Reversal is a powerful creative thinking strategy where you switch your thinking around and look at the diametrically opposite situation of what you really want to achieve. Today, I invite you to visit Me Too Ltd., a traditional copy-cat company that exhibits all the characteristics of an innovation-hostile organization.

 

Welcome to Me Too Ltd., a company run by a very authoritative leader with an oversized ego who does not tolerate any dissenting opinions to his dictatorial management style. This company leader is very conservative, cautiously avoids any risks and strives to preserve the status quo. Consequently, stability is also clearly favored over change by all subordinated senior and middle managers and by the company as a whole.
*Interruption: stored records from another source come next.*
//! # Configuration Management Module
//!
//! Questo modulo gestisce tutta la configurazione dell'applicazione.
//!
//! ## Responsabilità:
//! - Definisce la struct `Config` con directory, budget di compressione e comando di stylization
//! - Fornisce validazione dei parametri di input
//! - Supporta caricamento/salvataggio configurazione da/verso file JSON
//! - Fornisce valori di default sensati per tutti i parametri
//!
//! ## Parametri di configurazione:
//! - `root_dir`: Root del layout `images/` + `saved_models/` (default: `neural_style`)
//! - `upload_dir`: Directory upload (default: `uploaded_images` nella cwd)
//! - `output_dir`: Override della directory di output (default: `{root}/images/output-images`)
//! - `target_size_kb`: Budget per le immagini caricate (default: 1024)
//! - `start_quality` / `min_quality` / `quality_step`: 50 / 30 / 5
//! - `model_extension`: Estensione dei modelli salvati (default: `pth`)
//! - `stylize_timeout_secs`: Timeout opzionale della stylization (default: nessuno)
//! - `stylizer_program` / `stylizer_script`: Comando esterno di inferenza
//! - `use_cuda`: Inferenza su GPU (default: false, `--cuda 0`)
//! - `library_images` / `styles`: Selezioni disponibili
//!
//! ## Esempio:
//! ```rust
//! use style_transfer_studio::Config;
//!
//! let config = Config {
//!     target_size_kb: 512,
//!     ..Default::default()
//! };
//! config.validate().unwrap();
//! ```

use crate::error::{PipelineError, PipelineResult};
use serde::{Deserialize, Serialize};
use std::path::{Path, PathBuf};

/// Configuration for a stylization run
#[derive(Debug, Clone, Serialize, Deserialize)]
#[serde(default)]
pub struct Config {
    /// Root directory holding `images/` and `saved_models/`
    pub root_dir: PathBuf,
    /// Directory where uploaded files are persisted
    pub upload_dir: PathBuf,
    /// Output directory override (None = `{root}/images/output-images`)
    pub output_dir: Option<PathBuf>,
    /// Byte budget (KB) for uploaded images
    pub target_size_kb: u32,
    /// First JPEG quality tried by the compressor
    pub start_quality: u8,
    /// Quality floor of the compressor
    pub min_quality: u8,
    /// Quality decrement between attempts
    pub quality_step: u8,
    /// Extension of the saved style models
    pub model_extension: String,
    /// Abandon the stylization wait after this many seconds (None = unbounded)
    pub stylize_timeout_secs: Option<u64>,
    /// Interpreter used to run the inference script
    pub stylizer_program: String,
    /// Inference script, relative paths resolve against `root_dir`
    pub stylizer_script: PathBuf,
    /// Run inference on the GPU
    pub use_cuda: bool,
    /// Selectable library images
    pub library_images: Vec<String>,
    /// Selectable style identifiers
    pub styles: Vec<String>,
    /// Output progress and status as JSON for programmatic use
    pub json_output: bool,
}

impl Default for Config {
    fn default() -> Self {
        Self {
            root_dir: PathBuf::from("neural_style"),
            upload_dir: PathBuf::from("uploaded_images"),
            output_dir: None,
            target_size_kb: 1024,
            start_quality: 50,
            min_quality: 30,
            quality_step: 5,
            model_extension: "pth".to_string(),
            stylize_timeout_secs: None,
            stylizer_program: crate::platform::PlatformCommands::instance()
                .python()
                .to_string(),
            stylizer_script: PathBuf::from("neural_style.py"),
            use_cuda: false,
            library_images: ["amber.jpg", "cat.png", "room.jpg", "buildings.jpg"]
                .iter()
                .map(|s| s.to_string())
                .collect(),
            styles: ["candy", "mosaic", "rain_princess", "udnie"]
                .iter()
                .map(|s| s.to_string())
                .collect(),
            json_output: false,
        }
    }
}

impl Config {
    /// Validate configuration parameters
    pub fn validate(&self) -> PipelineResult<()> {
        if self.target_size_kb == 0 {
            return Err(PipelineError::Validation(
                "Target size must be greater than 0 KB".to_string(),
            ));
        }

        if self.start_quality == 0 || self.start_quality > 100 {
            return Err(PipelineError::Validation(
                "Start quality must be between 1 and 100".to_string(),
            ));
        }

        if self.min_quality == 0 || self.min_quality > self.start_quality {
            return Err(PipelineError::Validation(format!(
                "Minimum quality must be between 1 and the start quality ({})",
                self.start_quality
            )));
        }

        if self.quality_step == 0 {
            return Err(PipelineError::Validation(
                "Quality step must be greater than 0".to_string(),
            ));
        }

        if self.model_extension.is_empty() || self.model_extension.contains('.') {
            return Err(PipelineError::Validation(format!(
                "Model extension must be a bare extension, got '{}'",
                self.model_extension
            )));
        }

        if self.stylize_timeout_secs == Some(0) {
            return Err(PipelineError::Validation(
                "Stylization timeout must be greater than 0 seconds".to_string(),
            ));
        }

        if self.styles.is_empty() {
            return Err(PipelineError::Validation(
                "At least one style must be configured".to_string(),
            ));
        }

        Ok(())
    }

    /// Resolved inference script path
    pub fn script_path(&self) -> PathBuf {
        if self.stylizer_script.is_absolute() {
            self.stylizer_script.clone()
        } else {
            self.root_dir.join(&self.stylizer_script)
        }
    }

    /// Load configuration from file, falling back to defaults when absent
    pub async fn from_file(path: &Path) -> anyhow::Result<Self> {
        if !path.exists() {
            return Ok(Self::default());
        }

        let content = tokio::fs::read_to_string(path).await?;
        let config: Config = serde_json::from_str(&content)?;
        config.validate()?;
        Ok(config)
    }

    /// Save configuration to file
    pub async fn save_to_file(&self, path: &Path) -> anyhow::Result<()> {
        let content = serde_json::to_string_pretty(self)?;
        tokio::fs::write(path, content).await?;
        Ok(())
    }
}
Me Too Ltd. has a very hierarchical structure with many management layers. Most decisions are concentrated at the highest levels of this steep organizational pyramid, which makes the decision-making process very slow and cumbersome. Power and authority in this hierarchy are based on seniority rather than on skills and abilities. Me Too Ltd. has very stable divisions (departments based around functions) that are run as closed silos by their authoritative senior managers. Within these silos, every employee is expected to follow the rigid job definitions set by senior or upper middle management. Thus most workers or employees on the lower hierarchy levels perceive their jobs as routine work and boring.

The managers of Me Too Ltd. motivate their rather indifferent subordinates using a ‘carrot and stick’ approach. This is their sole motivation strategy. Implicit in this extrinsic motivation is the notion that employees do not want to work. As the carrot, Me Too Ltd. uses financial incentives such as performance bonuses and promotions to reward positive adherence to their orders. For employees whose behavior deviates from the company’s expectations, the stick brings a range of financial penalties, and demotions. When necessary, non-compliant people are fired. Somewhat predictably, some employees leave of their own volition. The staff turnover rate (one of the more reliable ways to gauge company culture) is high – and increasing. Me Too Ltd.’s risk-averse culture clearly discourages the risk-taking necessary to succeed in today’s business climate. At best managers show a very low tolerance for failures. Generally, they tend to practice zero tolerance and punish any mistakes immediately, often making an example of the employee concerned. All employees are warned: One mistake and you’ll get a warning, two mistakes and you’re out! Not surprisingly, in such an environment no employee dares show initiative, to suggest novel ideas, or try out anything that deviates from the norm.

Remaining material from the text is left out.